The sounds of sameness (hello, darkness, my old friend) are intensified by George’s obsession with the slide guitar, which he uses on almost every song. Even worse, while some critics who never listened to Ry Cooder or Sonny Landreth fawn over George’s technique, he’s really not a very good slide player, just like he wasn’t much of a lead guitarist. After all, in the long history of The Beatles, the best lead solo appears on “Taxman,” played by none other than . . . Paul McCartney.

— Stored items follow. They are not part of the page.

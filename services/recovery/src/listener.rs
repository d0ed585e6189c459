use std::time::Duration;

use tracing::{error, info, warn};

use busbar_domain::report::FailureReport;
use busbar_domain::wire::RecordFormat;

use crate::domain::repository::{BusSender, ReportHandler, ReportSource};
use crate::domain::types::{IncomingEnvelope, OutboundRecord};

/// Pause between polls when the report topic is empty.
const IDLE_BACKOFF: Duration = Duration::from_secs(1);

/// Consumes failure reports and drives each through ingestion.
///
/// Fault handling is asymmetric on purpose. A report that cannot be
/// decoded, or that hits a non-recoverable fault, goes to the dead-letter
/// topic and is acknowledged; losing it would hide a failure forever, and
/// blocking on it would starve the topic. A recoverable fault (store
/// connectivity, timeouts) blocks right here: the report is retried
/// without limit and never acknowledged until it lands, because ingestion
/// downstream of a dead store would lose every report in between.
pub struct ReportListener<Src, H, B>
where
    Src: ReportSource,
    H: ReportHandler,
    B: BusSender,
{
    pub source: Src,
    pub handler: H,
    pub dead_letters: B,
    pub dead_letter_topic: String,
    pub dead_letter_cluster: String,
    pub retry_interval: Duration,
}

impl<Src, H, B> ReportListener<Src, H, B>
where
    Src: ReportSource,
    H: ReportHandler,
    B: BusSender,
{
    pub async fn run(mut self) {
        info!("report listener started");
        loop {
            match self.source.next().await {
                Ok(Some(envelope)) => self.process(envelope).await,
                Ok(None) => tokio::time::sleep(IDLE_BACKOFF).await,
                Err(err) => {
                    error!(error = %err, "report source failed");
                    tokio::time::sleep(self.retry_interval).await;
                }
            }
        }
    }

    /// Handle one consumed envelope to completion.
    pub async fn process(&mut self, envelope: IncomingEnvelope) {
        let report = match decode_report(&envelope.payload) {
            Ok(report) => report,
            Err(err) => {
                warn!(
                    topic = %envelope.topic,
                    partition = ?envelope.partition,
                    offset = ?envelope.offset,
                    error = %err,
                    "undecodable failure report, dead-lettering"
                );
                if self.dead_letter(&envelope).await {
                    self.ack().await;
                }
                return;
            }
        };
        loop {
            match self.handler.handle(report.clone()).await {
                Ok(()) => {
                    self.ack().await;
                    return;
                }
                Err(err) if err.is_recoverable() => {
                    warn!(
                        error = %err,
                        kind = err.kind(),
                        "recoverable fault while ingesting report, holding the topic"
                    );
                    tokio::time::sleep(self.retry_interval).await;
                }
                Err(err) => {
                    error!(
                        error = %err,
                        kind = err.kind(),
                        "non-recoverable fault while ingesting report, dead-lettering"
                    );
                    if self.dead_letter(&envelope).await {
                        self.ack().await;
                    }
                    return;
                }
            }
        }
    }

    /// Returns whether the publish succeeded. On failure the envelope is
    /// left unacknowledged so the bus redelivers it.
    async fn dead_letter(&self, envelope: &IncomingEnvelope) -> bool {
        let outbound = OutboundRecord {
            cluster: self.dead_letter_cluster.clone(),
            topic: self.dead_letter_topic.clone(),
            key: envelope.key.clone(),
            payload: envelope.payload.clone(),
            headers: envelope.headers.clone(),
            trace: None,
        };
        match self.dead_letters.send(&outbound).await {
            Ok(()) => true,
            Err(err) => {
                error!(error = %err, "dead-letter publish failed, leaving report unacknowledged");
                false
            }
        }
    }

    async fn ack(&mut self) {
        if let Err(err) = self.source.ack().await {
            // Redelivery is safe; ingestion dedup drops the duplicate.
            error!(error = %err, "acknowledge failed");
        }
    }
}

/// Decode a consumed report payload, tolerating both framed and bare JSON.
pub fn decode_report(payload: &[u8]) -> Result<FailureReport, serde_json::Error> {
    let body = RecordFormat::sniff(payload)
        .and_then(|format| format.strip(payload))
        .unwrap_or(payload);
    serde_json::from_slice(body)
}
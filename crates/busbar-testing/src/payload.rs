//! Builders for registry-framed payload bytes.

use busbar_domain::report::FailureReport;
use busbar_domain::wire::RecordFormat;
use uuid::Uuid;

/// Wrap `body` in a Confluent frame (magic byte + big-endian schema id).
pub fn confluent(schema_id: u32, body: &[u8]) -> Vec<u8> {
    let mut payload = Vec::with_capacity(5 + body.len());
    payload.push(RecordFormat::CONFLUENT_MAGIC);
    payload.extend_from_slice(&schema_id.to_be_bytes());
    payload.extend_from_slice(body);
    payload
}

/// Wrap `body` in a Glue frame (version byte + schema version UUID).
pub fn glue(schema_version: Uuid, body: &[u8]) -> Vec<u8> {
    let mut payload = Vec::with_capacity(17 + body.len());
    payload.push(RecordFormat::GLUE_VERSION);
    payload.extend_from_slice(schema_version.as_bytes());
    payload.extend_from_slice(body);
    payload
}

/// Wrap `body` in the given frame with a fixed schema reference.
pub fn framed(format: RecordFormat, body: &[u8]) -> Vec<u8> {
    match format {
        RecordFormat::Confluent => confluent(1, body),
        RecordFormat::Glue => glue(Uuid::nil(), body),
    }
}

/// Serialize a report to JSON and wrap it in the given frame.
pub fn framed_report(format: RecordFormat, report: &FailureReport) -> Vec<u8> {
    framed(format, &serde_json::to_vec(report).unwrap())
}
use sea_orm::entity::prelude::*;

/// Verbatim copy of a message whose processing failed, kept for replay.
///
/// Metadata columns are nullable: a reporter that could not decode the
/// message only delivers the raw bytes.
#[derive(Clone, Debug, PartialEq, Eq, DeriveEntityModel)]
#[sea_orm(table_name = "causing_events")]
pub struct Model {
    #[sea_orm(primary_key, auto_increment = false)]
    pub id: Uuid,
    #[sea_orm(unique)]
    pub event_id: Option<String>,
    pub event_idempotence_id: Option<String>,
    pub event_name: String,
    pub event_version: Option<String>,
    pub publisher_service: String,
    pub publisher_system: Option<String>,
    pub event_created: Option<chrono::DateTime<chrono::Utc>>,
    pub topic: String,
    pub cluster_name: Option<String>,
    pub partition: Option<i32>,
    pub message_offset: Option<i64>,
    pub message_key: Option<Vec<u8>>,
    pub payload: Vec<u8>,
    pub created_at: chrono::DateTime<chrono::Utc>,
}

#[derive(Copy, Clone, Debug, EnumIter, DeriveRelation)]
pub enum Relation {
    #[sea_orm(has_many = "super::event_headers::Entity")]
    EventHeaders,
    #[sea_orm(has_many = "super::failure_records::Entity")]
    FailureRecords,
}

impl Related<super::event_headers::Entity> for Entity {
    fn to() -> RelationDef {
        Relation::EventHeaders.def()
    }
}

impl Related<super::failure_records::Entity> for Entity {
    fn to() -> RelationDef {
        Relation::FailureRecords.def()
    }
}

impl ActiveModelBehavior for ActiveModel {}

Once you take your machete to the sonic swamp and consider the songs on their own merit . . . meh. “If Not for You” is a nice song . . . oh, wait. That was Bob Dylan, wasn’t it? “My Sweet Lord” was a big hit . . . oh, he plagiarized that one (he denied it, saying he actually stole it from a Christian hymn, not from The Ronettes). Oh, well, the celestial background singers ruin it anyway, masking a fairly spirited (sorry!) vocal from George. There are several other tracks devoted to George’s spiritual journey; some are less preachy than others, none are particularly compelling and some are flat out annoying, though I rather like the music on “Beware of Darkness.” Well, we still have twenty-something songs to go!

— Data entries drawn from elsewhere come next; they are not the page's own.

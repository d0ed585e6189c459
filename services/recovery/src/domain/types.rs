use std::fmt;
use std::str::FromStr;

use chrono::{DateTime, Utc};
use uuid::Uuid;

use busbar_domain::report::Header;
use busbar_domain::temporality::Temporality;
use busbar_domain::trace::TraceContext;
use busbar_domain::wire::RecordFormat;

use crate::error::RecoveryError;

// ── Failure lifecycle state ──────────────────────────────────────────────────

/// Lifecycle state of a [`FailureRecord`].
///
/// `RetriedAfterTemporary`, `RetriedAfterPermanent` and `Closed` are final.
/// The three `Awaiting*` states are parked on an external system: the task
/// synchronizer re-drives them until the task system cooperates.
#[derive(Debug, Clone, Copy, PartialEq, Eq)]
pub enum FailureState {
    RetryPending,
    AwaitingManualTask,
    OpenManualTask,
    RetriedAfterTemporary,
    AwaitingTaskClose,
    RetriedAfterPermanent,
    AwaitingTaskDelete,
    Closed,
}

impl FailureState {
    pub fn as_str(&self) -> &'static str {
        match self {
            FailureState::RetryPending => "RETRY_PENDING",
            FailureState::AwaitingManualTask => "AWAITING_MANUAL_TASK",
            FailureState::OpenManualTask => "OPEN_MANUAL_TASK",
            FailureState::RetriedAfterTemporary => "RETRIED_AFTER_TEMPORARY",
            FailureState::AwaitingTaskClose => "AWAITING_TASK_CLOSE",
            FailureState::RetriedAfterPermanent => "RETRIED_AFTER_PERMANENT",
            FailureState::AwaitingTaskDelete => "AWAITING_TASK_DELETE",
            FailureState::Closed => "CLOSED",
        }
    }

    /// Display-layer hint carried for admin clients.
    ///
    /// The state machine itself gates operations on explicit state checks;
    /// note that this flag disagrees with those checks on
    /// `AwaitingTaskDelete` and `Closed`, which is historical behavior.
    pub fn retry_allowed(&self) -> bool {
        matches!(
            self,
            FailureState::RetryPending
                | FailureState::AwaitingManualTask
                | FailureState::OpenManualTask
                | FailureState::AwaitingTaskDelete
                | FailureState::Closed
        )
    }

    /// Display-layer hint carried for admin clients (see [`Self::retry_allowed`]).
    pub fn delete_allowed(&self) -> bool {
        matches!(
            self,
            FailureState::RetryPending
                | FailureState::AwaitingManualTask
                | FailureState::OpenManualTask
        )
    }
}

impl fmt::Display for FailureState {
    fn fmt(&self, f: &mut fmt::Formatter<'_>) -> fmt::Result {
        f.write_str(self.as_str())
    }
}

#[derive(Debug, thiserror::Error)]
#[error("unknown failure state: {0:?}")]
pub struct ParseStateError(String);

impl FromStr for FailureState {
    type Err = ParseStateError;

    fn from_str(s: &str) -> Result<Self, Self::Err> {
        match s {
            "RETRY_PENDING" => Ok(FailureState::RetryPending),
            "AWAITING_MANUAL_TASK" => Ok(FailureState::AwaitingManualTask),
            "OPEN_MANUAL_TASK" => Ok(FailureState::OpenManualTask),
            "RETRIED_AFTER_TEMPORARY" => Ok(FailureState::RetriedAfterTemporary),
            "AWAITING_TASK_CLOSE" => Ok(FailureState::AwaitingTaskClose),
            "RETRIED_AFTER_PERMANENT" => Ok(FailureState::RetriedAfterPermanent),
            "AWAITING_TASK_DELETE" => Ok(FailureState::AwaitingTaskDelete),
            "CLOSED" => Ok(FailureState::Closed),
            other => Err(ParseStateError(other.to_owned())),
        }
    }
}

// ── Failure record ───────────────────────────────────────────────────────────

/// One recorded processing failure and everything needed to recover it.
#[derive(Debug, Clone)]
pub struct FailureRecord {
    pub id: Uuid,
    pub state: FailureState,
    pub temporality: Temporality,
    pub error_code: String,
    pub error_message: String,
    pub error_description: Option<String>,
    pub stack_trace: Option<String>,
    pub stack_hash: Option<String>,
    /// Row id of the stored [`CausingEvent`].
    pub causing_event_id: Uuid,
    pub group_id: Option<Uuid>,
    pub reporter_service: String,
    pub reporter_system: Option<String>,
    pub report_event_id: String,
    pub report_type_name: String,
    pub report_type_version: Option<String>,
    pub report_idempotence_id: String,
    pub report_created: Option<DateTime<Utc>>,
    pub closing_reason: Option<String>,
    pub task_id: Option<Uuid>,
    pub trace: Option<TraceContext>,
    pub version: i32,
    pub created_at: DateTime<Utc>,
    pub modified_at: Option<DateTime<Utc>>,
}

impl FailureRecord {
    /// A fresh record for the next retry attempt of the same causing event.
    ///
    /// Failed scheduled resends chain across records instead of mutating one
    /// row forever, so each attempt keeps its own history. The clone starts
    /// over: new id, `RetryPending`, no group, no task, version zero.
    pub fn clone_for_retry(&self, now: DateTime<Utc>) -> FailureRecord {
        FailureRecord {
            id: Uuid::now_v7(),
            state: FailureState::RetryPending,
            group_id: None,
            task_id: None,
            closing_reason: None,
            version: 0,
            created_at: now,
            modified_at: None,
            ..self.clone()
        }
    }
}

// ── Causing event ────────────────────────────────────────────────────────────

/// The original bus message a consumer failed to process, byte-exact.
#[derive(Debug, Clone)]
pub struct CausingEvent {
    pub id: Uuid,
    pub event_id: Option<String>,
    pub event_idempotence_id: Option<String>,
    pub event_name: String,
    pub event_version: Option<String>,
    pub publisher_service: String,
    pub publisher_system: Option<String>,
    pub event_created: Option<DateTime<Utc>>,
    pub topic: String,
    pub cluster: Option<String>,
    pub partition: Option<i32>,
    pub offset: Option<i64>,
    pub key: Option<Vec<u8>>,
    pub payload: Vec<u8>,
    pub headers: Vec<Header>,
    pub created_at: DateTime<Utc>,
}

// ── Failure group ────────────────────────────────────────────────────────────

/// Identity of a failure group: the same signature means "the same failure
/// happening again".
#[derive(Debug, Clone, PartialEq, Eq)]
pub struct GroupKey {
    pub error_code: String,
    pub event_name: String,
    pub source_service: String,
    pub stack_hash: String,
}

/// Dedup bucket for recurring identical failures.
#[derive(Debug, Clone)]
pub struct FailureGroup {
    pub id: Uuid,
    pub key: GroupKey,
    /// Message of the failure that opened the group.
    pub error_message: String,
    pub ticket: Option<String>,
    pub note: Option<String>,
    pub created_at: DateTime<Utc>,
    pub modified_at: Option<DateTime<Utc>>,
}

// ── Scheduled retry ──────────────────────────────────────────────────────────

/// A durable "resend this record's causing event at T" job.
#[derive(Debug, Clone)]
pub struct ScheduledRetry {
    pub id: Uuid,
    pub failure_record_id: Uuid,
    pub due_at: DateTime<Utc>,
    pub cancelled: bool,
    pub claimed_at: Option<DateTime<Utc>>,
    pub resolved_at: Option<DateTime<Utc>>,
    pub version: i32,
    pub created_at: DateTime<Utc>,
}

impl ScheduledRetry {
    pub fn new(failure_record_id: Uuid, due_at: DateTime<Utc>, now: DateTime<Utc>) -> Self {
        Self {
            id: Uuid::now_v7(),
            failure_record_id,
            due_at,
            cancelled: false,
            claimed_at: None,
            resolved_at: None,
            version: 0,
            created_at: now,
        }
    }

    /// A job still waiting for the scheduler.
    pub fn is_active(&self) -> bool {
        !self.cancelled && self.resolved_at.is_none()
    }
}

// ── Audit trail ──────────────────────────────────────────────────────────────

#[derive(Debug, Clone, Copy, PartialEq, Eq)]
pub enum AuditAction {
    Resend,
    Delete,
}

impl AuditAction {
    pub fn as_str(&self) -> &'static str {
        match self {
            AuditAction::Resend => "RESEND",
            AuditAction::Delete => "DELETE",
        }
    }
}

/// Audit row written for manual resends and deletes.
#[derive(Debug, Clone)]
pub struct AuditEntry {
    pub id: Uuid,
    pub failure_record_id: Uuid,
    pub action: AuditAction,
    pub state_at: FailureState,
    pub reason: Option<String>,
    pub created_at: DateTime<Utc>,
}

// ── External collaborator payloads ───────────────────────────────────────────

/// What the task system needs to open a manual task.
#[derive(Debug, Clone)]
pub struct TaskDescriptor {
    pub failure_record_id: Uuid,
    pub title: String,
    pub details: String,
}

/// A record ready to be put back on the bus.
#[derive(Debug, Clone, PartialEq, Eq)]
pub struct OutboundRecord {
    pub cluster: String,
    pub topic: String,
    pub key: Option<Vec<u8>>,
    pub payload: Vec<u8>,
    pub headers: Vec<Header>,
    /// Trace of the original processing attempt; `None` leaves propagation
    /// to the transport's ambient context.
    pub trace: Option<TraceContext>,
}

/// A raw consumed message as handed to the listener.
#[derive(Debug, Clone)]
pub struct IncomingEnvelope {
    pub topic: String,
    pub partition: Option<i32>,
    pub offset: Option<i64>,
    pub key: Option<Vec<u8>>,
    pub payload: Vec<u8>,
    pub headers: Vec<Header>,
}

// ── Cluster topology ─────────────────────────────────────────────────────────

/// One configured bus cluster and the wire framing its registry uses.
#[derive(Debug, Clone)]
pub struct ClusterConfig {
    pub name: String,
    pub format: RecordFormat,
}

/// The configured clusters, in configuration order.
///
/// Replay routing picks a destination here: the message's origin cluster
/// wins while its configuration still matches the payload's framing, and
/// a re-homed registry falls back to the first cluster speaking the
/// sniffed format.
#[derive(Debug, Clone, Default)]
pub struct ClusterTopology {
    clusters: Vec<ClusterConfig>,
    default_cluster: Option<String>,
}

impl ClusterTopology {
    pub fn new(clusters: Vec<ClusterConfig>, default_cluster: Option<String>) -> Self {
        Self {
            clusters,
            default_cluster,
        }
    }

    pub fn clusters(&self) -> &[ClusterConfig] {
        &self.clusters
    }

    fn contains(&self, name: &str) -> bool {
        self.clusters.iter().any(|c| c.name == name)
    }

    fn format_of(&self, name: &str) -> Option<RecordFormat> {
        self.clusters
            .iter()
            .find(|c| c.name == name)
            .map(|c| c.format)
    }

    fn first_with_format(&self, format: RecordFormat) -> Option<&ClusterConfig> {
        self.clusters.iter().find(|c| c.format == format)
    }

    /// Pick the cluster a stored payload should be replayed on.
    ///
    /// `origin` is the cluster the message was originally consumed from,
    /// if the report recorded one.
    pub fn select(&self, origin: Option<&str>, payload: &[u8]) -> Result<String, RecoveryError> {
        let origin = origin.or(self.default_cluster.as_deref());
        match (RecordFormat::sniff(payload), origin) {
            // Origin still configured and its framing matches the payload.
            (Some(format), Some(name)) if self.format_of(name) == Some(format) => {
                Ok(name.to_owned())
            }
            // Framing indeterminate; trust the origin while it exists.
            (None, Some(name)) if self.contains(name) => Ok(name.to_owned()),
            (None, _) => Err(RecoveryError::UnresolvableFormat),
            // Origin gone or re-registered under another framing; any
            // cluster speaking the sniffed format can serve the replay.
            (Some(format), _) => self
                .first_with_format(format)
                .map(|c| c.name.clone())
                .ok_or(RecoveryError::NoSuitableCluster(format)),
        }
    }
}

Five of them are on the third disc, “Apple Jam,” an embarrassing memorial to all who participated. That leaves fifteen . . . no, he gives us two versions of “Isn’t It a Pity” even though the original version was already over seven minutes of repetitive boredom and guilt-inducing lyrics. What else ya got? “Wah Wah” has a bit of spirit, and didn’t George use that to open The Concert for Bangladesh once he stopped force-feeding Ravi Shankar to the crowd? Yeah, I guess that one’s okay. Despite the overproduction, “What Is Life” is a nice tune, free of those dreary diminished chords that George adored. I think the title track has the strongest melody as well as George’s best vocal, and that John and Paul were rather nasty for not letting him include it on Let It Be/Get Back. My favorite song on the album is “Apple Scruffs,” in part because it sounds more real than the others and in part because the harmonic crescendo at the end of the third verse is the most original thing on any of the three discs. On the other hand, he gives us “I Dig Love,” where in Lennonesque fashion he turns the words around for the second verse to “I love dig.” Brilliant, fucking brilliant. The one he co-wrote with Dylan, “I’d Have You Anytime” sounds awfully gloomy for a love song, but I guess it’s okay.

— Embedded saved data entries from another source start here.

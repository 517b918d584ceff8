use crate::degradation::DegradationConfig;
use crate::errors::{RagError, Result};
use crate::memory::MemoryConfig;
use crate::scheduler::{PriorityTable, SchedulerConfig};
use serde::{Deserialize, Serialize};
use std::fs;
use std::path::{Path, PathBuf};
use std::time::Duration;

/// Top-level configuration, read from `~/.composable-rag/config.toml`
#[derive(Debug, Clone, Default, PartialEq, Serialize, Deserialize)]
pub struct Config {
    #[serde(default)]
    pub degradation: DegradationConfig,

    #[serde(default)]
    pub scheduler: SchedulerConfig,

    #[serde(default)]
    pub priorities: PriorityTable,

    #[serde(default)]
    pub services: ServicesConfig,

    #[serde(default)]
    pub memory: MemoryConfig,
}

/// Endpoints and models for the HTTP service adapters
#[derive(Debug, Clone, PartialEq, Serialize, Deserialize)]
#[serde(default)]
pub struct ServicesConfig {
    /// Ollama base URL; `None` uses the local default
    pub ollama_url: Option<String>,
    pub model: String,
    pub graph_url: String,
    pub graph_name: String,
    pub request_timeout_secs: u64,
    /// Label attached to answers built without the model
    pub fallback_model: String,
    pub top_k: usize,
    /// Text file indexed into the in-memory vector index, one paragraph per document
    pub documents: Option<PathBuf>,
}

impl Default for ServicesConfig {
    fn default() -> Self {
        Self {
            ollama_url: None,
            model: "qwen2.5:7b-instruct".to_string(),
            graph_url: "http://127.0.0.1:8080".to_string(),
            graph_name: "hugegraph".to_string(),
            request_timeout_secs: 60,
            fallback_model: "template".to_string(),
            top_k: 5,
            documents: None,
        }
    }
}

impl ServicesConfig {
    pub fn request_timeout(&self) -> Duration {
        Duration::from_secs(self.request_timeout_secs)
    }
}

impl Config {
    /// Load from `path`, or from the default location when `None`.
    ///
    /// A missing default file yields built-in defaults; a missing explicit
    /// path is an error.
    pub fn load(path: Option<&Path>) -> Result<Self> {
        let config = match path {
            Some(path) => Self::from_file(path)?,
            None => {
                let path = Self::config_path()?;
                if path.exists() {
                    Self::from_file(&path)?
                } else {
                    Config::default()
                }
            }
        };

        config.validate()?;
        Ok(config)
    }

    fn from_file(path: &Path) -> Result<Self> {
        let contents = fs::read_to_string(path).map_err(|e| {
            RagError::Config(format!("failed to read {}: {}", path.display(), e))
        })?;

        toml::from_str(&contents)
            .map_err(|e| RagError::Config(format!("failed to parse {}: {}", path.display(), e)))
    }

    /// Write this configuration to `path`, creating parent directories
    pub fn save(&self, path: &Path) -> Result<()> {
        if let Some(parent) = path.parent() {
            fs::create_dir_all(parent)?;
        }

        let toml_string = toml::to_string_pretty(self)
            .map_err(|e| RagError::Config(format!("failed to serialize config: {}", e)))?;

        fs::write(path, toml_string)?;
        Ok(())
    }

    /// Get the configuration file path
    pub fn config_path() -> Result<PathBuf> {
        let home = dirs::home_dir()
            .ok_or_else(|| RagError::Config("could not determine home directory".to_string()))?;

        Ok(home.join(".composable-rag").join("config.toml"))
    }

    pub fn validate(&self) -> Result<()> {
        let partial = self.degradation.partial_threshold;
        let severe = self.degradation.severe_threshold;
        if partial == 0 {
            return Err(RagError::Config(
                "degradation.partial_threshold must be at least 1".to_string(),
            ));
        }
        if severe <= partial {
            return Err(RagError::Config(format!(
                "degradation.severe_threshold ({}) must exceed partial_threshold ({})",
                severe, partial
            )));
        }

        if self.scheduler.workers == 0 {
            return Err(RagError::Config("scheduler.workers must be at least 1".to_string()));
        }
        if self.scheduler.task_timeout_ms == 0 {
            return Err(RagError::Config(
                "scheduler.task_timeout_ms must be positive".to_string(),
            ));
        }

        if self.services.top_k == 0 {
            return Err(RagError::Config("services.top_k must be at least 1".to_string()));
        }

        Ok(())
    }
}
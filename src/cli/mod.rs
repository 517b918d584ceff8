//! CLI module for composable-rag
//!
//! Handles command-line argument parsing and wiring of the configured
//! services into the standard pipelines.

pub mod args;
pub mod runtime;

pub use args::{Args, Commands, Verbosity};
pub use runtime::RagRuntime;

Very long album, very short review. I hate to be mean to George because I fell for the myth that John and Paul were forever treating him like the kid brother, but I have to call ’em like I hear ’em—just like George Martin did when he told Harrison that “Only a Northern Song” wasn’t good enough for Sgt Pepper (duh). Is All Things Must Pass better than Lennon’s or McCartney’s first efforts? Absolutely. Does that make it a good album? Nope.
Frankly, the best thing George ever did was to serve as Executive Producer of Monty Python’s Life of Brian, my favorite comedy of all time and the best spiritual journey George ever made.